FALSCH. Wenn X- und Y-Spermien sich in ihrer elektrischen Ladung nicht unterscheiden (siehe oben), dann gibt es NICHTS, das diese Idee unterstützt. Dies bedeutet nicht, dass es nichts an der Idee gibt, dass Änderungen in der Ernährung das Geschlechterverhältnis verändern können, weil diese Idee tatsächlich viel wissenschaftliche Unterstützung hat. Aber es ist fast sicher NICHT, weil Ihr Ei auf eine bestimmte Weise geladen ist oder Zervixschleim aufgrund der Menge an Elektrolyten in Ihrer Ernährung mit positiven oder negativen Ionen gefüllt ist. Ein Spermium ist eine Winzigkeit mal größer als ein Ion! Das Anlocken von Spermien über Ionen wäre wie der Versuch, einen Jumbojet mit Hilfe von Hufeisenmagneten über eine Landebahn zu ziehen. Es kann einfach nicht funktionieren. Und selbst wenn du den Jet dazu gebracht hättest, sich ein paar Zentimeter zu bewegen, könnte er niemals schnell genug werden, um auf diese Weise abzuheben. Spermien bewegen sich alleine, weil sie dafür gemacht sind. 

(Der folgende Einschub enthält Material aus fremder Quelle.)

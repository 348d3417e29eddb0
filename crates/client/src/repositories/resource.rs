//! Generic CRUD repository for one backend resource.

use std::marker::PhantomData;

use domain::services::{EntityService, ServiceError};

use crate::entities::{
    AlarmEntity, CustomerGroupEntity, GeofenceGroupEntity, UserEntity, VehicleGroupEntity,
    WireEntity,
};
use crate::http::ApiClient;

/// Repository for the resource served under `/{W::RESOURCE}`.
pub struct ResourceRepository<W: WireEntity> {
    api: ApiClient,
    _wire: PhantomData<fn() -> W>,
}

pub type UserRepository = ResourceRepository<UserEntity>;
pub type CustomerGroupRepository = ResourceRepository<CustomerGroupEntity>;
pub type GeofenceGroupRepository = ResourceRepository<GeofenceGroupEntity>;
pub type VehicleGroupRepository = ResourceRepository<VehicleGroupEntity>;
pub type AlarmRepository = ResourceRepository<AlarmEntity>;

impl<W: WireEntity> Clone for ResourceRepository<W> {
    fn clone(&self) -> Self {
        Self::new(self.api.clone())
    }
}

impl<W: WireEntity> ResourceRepository<W> {
    /// Creates a new repository on the given client.
    pub fn new(api: ApiClient) -> Self {
        Self {
            api,
            _wire: PhantomData,
        }
    }

    fn item_path(id: i64) -> String {
        format!("{}/{}", W::RESOURCE, id)
    }

    async fn fetch_all(&self) -> Result<Vec<W::Model>, ServiceError> {
        let entities: Vec<W> = self.api.get(W::RESOURCE, &[]).await?;
        Ok(entities.into_iter().map(W::Model::from).collect())
    }
}

#[async_trait::async_trait]
impl<W: WireEntity> EntityService<W::Model> for ResourceRepository<W> {
    async fn list(&self) -> Result<Vec<W::Model>, ServiceError> {
        let records = self.fetch_all().await?;
        tracing::debug!(resource = W::RESOURCE, count = records.len(), "Listed records");
        Ok(records)
    }

    async fn create(&self, entity: &W::Model) -> Result<W::Model, ServiceError> {
        let body = W::from_model(entity);
        let created: W = self.api.post(W::RESOURCE, &body).await?;
        Ok(W::Model::from(created))
    }

    async fn update(&self, id: i64, entity: &W::Model) -> Result<W::Model, ServiceError> {
        let body = W::from_model(entity);
        let updated: W = self.api.put(&Self::item_path(id), &body).await?;
        Ok(W::Model::from(updated))
    }

    async fn delete(&self, id: i64) -> Result<(), ServiceError> {
        self.api.delete(&Self::item_path(id)).await?;
        Ok(())
    }

    async fn search(&self, query: &str) -> Result<Vec<W::Model>, ServiceError> {
        let query = query.trim();
        if query.is_empty() {
            return self.fetch_all().await;
        }
        let path = format!("{}/search", W::RESOURCE);
        let entities: Vec<W> = self.api.get(&path, &[("query", query)]).await?;
        tracing::debug!(
            resource = W::RESOURCE,
            query,
            count = entities.len(),
            "Searched records"
        );
        Ok(entities.into_iter().map(W::Model::from).collect())
    }
}
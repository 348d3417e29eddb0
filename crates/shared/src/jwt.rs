//! Bearer token claim inspection.
//!
//! The console never verifies token signatures; that is the backend's job.
//! It only reads the claims to learn which user the session belongs to.

use jsonwebtoken::{decode, DecodingKey, Validation};
use serde::Deserialize;
use serde_json::Value;
use thiserror::Error;

/// Error type for token inspection.
#[derive(Debug, Error)]
pub enum JwtError {
    #[error("Failed to decode token: {0}")]
    DecodingError(String),

    #[error("Token carries no user id claim")]
    MissingUserId,

    #[error("Invalid user id claim: {0}")]
    InvalidUserId(String),
}

/// Claims the console cares about. Backends disagree on where the user id
/// lives, so all the usual spellings are accepted.
#[derive(Debug, Clone, Deserialize)]
pub struct SessionClaims {
    #[serde(default)]
    pub sub: Option<Value>,
    #[serde(default)]
    pub id: Option<Value>,
    #[serde(default, alias = "user_id")]
    #[serde(rename = "userId")]
    pub user_id: Option<Value>,
    #[serde(default)]
    pub exp: Option<i64>,
}

impl SessionClaims {
    /// Returns the numeric user id from the first claim that carries one.
    pub fn user_id(&self) -> Result<i64, JwtError> {
        let claim = self
            .sub
            .as_ref()
            .or(self.id.as_ref())
            .or(self.user_id.as_ref())
            .ok_or(JwtError::MissingUserId)?;

        match claim {
            Value::Number(n) => n
                .as_i64()
                .ok_or_else(|| JwtError::InvalidUserId(n.to_string())),
            Value::String(s) => s
                .trim()
                .parse::<i64>()
                .map_err(|_| JwtError::InvalidUserId(s.clone())),
            other => Err(JwtError::InvalidUserId(other.to_string())),
        }
    }
}

/// Decodes the claims of a JWT without verifying its signature or expiry.
pub fn decode_unverified(token: &str) -> Result<SessionClaims, JwtError> {
    let header = jsonwebtoken::decode_header(token)
        .map_err(|e| JwtError::DecodingError(e.to_string()))?;

    let mut validation = Validation::new(header.alg);
    validation.insecure_disable_signature_validation();
    validation.validate_exp = false;
    validation.validate_aud = false;
    validation.required_spec_claims.clear();

    let data = decode::<SessionClaims>(token, &DecodingKey::from_secret(&[]), &validation)
        .map_err(|e| JwtError::DecodingError(e.to_string()))?;

    Ok(data.claims)
}

/// Extracts the session user id from a bearer token.
pub fn extract_user_id(token: &str) -> Result<i64, JwtError> {
    decode_unverified(token)?.user_id()
}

X- und Y-Spermien haben andere, unterschiedliche Oberflächeneigenschaften, und diese können in Kombination mit in Sperma und Zervixschleim vorhanden Chemikalien das Geschlechterverhältnis in irgendeiner Weise verändern. 

PLAUSIBEL, ABER UNBEKANNT. Studien, die nach Unterschieden in Oberflächenproteinen und Antigenen suchten, die vor dem Studium für das Geschlecht vorsortiert worden waren, fanden keine Unterschiede: 

A search for sex-specific antigens on bovine spermatozoa using immunological and biochemical techniques to compare the protein profiles of X and Y chromosome-bearing sperm populations separated by fluorescence-activated cell sorting

Das Hauptproblem bei der Vorsortierung von Spermien ist, dass Unterschiede in den Oberflächenqualitäten wahrscheinlich durch die Durchflusszytometrie verändert werden. Einige andere sehr kleine Peptide wie das HY-Antigen (das zuvor bei Spermien mit gemischten Ergebnissen hinsichtlich des Geschlechterverhältnisses gefunden wurde) sind so winzig, dass sie sehr schwer zu erkennen sind. Einige Forscher glauben, dass es keine Unterschiede in der Zelloberfläche von X- und Y-Spermien gibt. Ihrer Theorie nach werden Spermien aus einer Zelle gebildet, die sich in zwei Teile teilt. Wenn sich Spermien von einer XY-Keimzelle in X-Spermien und Y-Spermien teilen, bleiben X und Y für eine gewisse Zeit verbunden, während die genetischen Informationen austauschen werden. In einem Prozess, der als „crossing over“ bekannt ist, vermischen sich einige der Gene, die Ihr der Mann von seiner Mutter geerbt hat, mit einigen der Gene, die er von seinem Vater geerbt hat. So wird sichergestellt, dass sowohl Söhne als auch Töchter von ihren Großeltern väterlicherseits eine Vielzahl genetischer Informationen erben . Die Zellen teilen sich erst nach all dieser genetischen Transkription. X- und Y-Spermien sind zuerst nur ein großes Megaspermium, welches  genau die gleiche Hauthat, bis der Austausch zu Ende ist. Es ist die gleiche Zelle, und dann teilt sie sich in zwei. Dies scheint darauf hinzudeuten, dass das, was auf der Außenseite beider Spermien ist, im Wesentlichen das Gleiche ist. Es ist sicherlich möglich, dass es einen Mechanismus gibt, der nach der Trennung der Spermien einsetzt. Aber es gibt keine Beweise, die dies unterstützen. Zusammenfassung X-Spermien sind sehr geringfügig größer als Y-Spermien, sind aber sonst gleich. Es wurde beobachtet, dass X- und Y-Spermien in einem Reagenzglas etwas anders schwimmen. Die meisten der angeblichen Unterschiede zwischen X- und Y-Spermien basieren ausschließlich auf den falschen Vorstellungen eines wohlmeinenden und eigentlich ziemlich brillanten Mannes, der völlig falsch lag und sich zweifelsfrei als falsch erwiesen hat.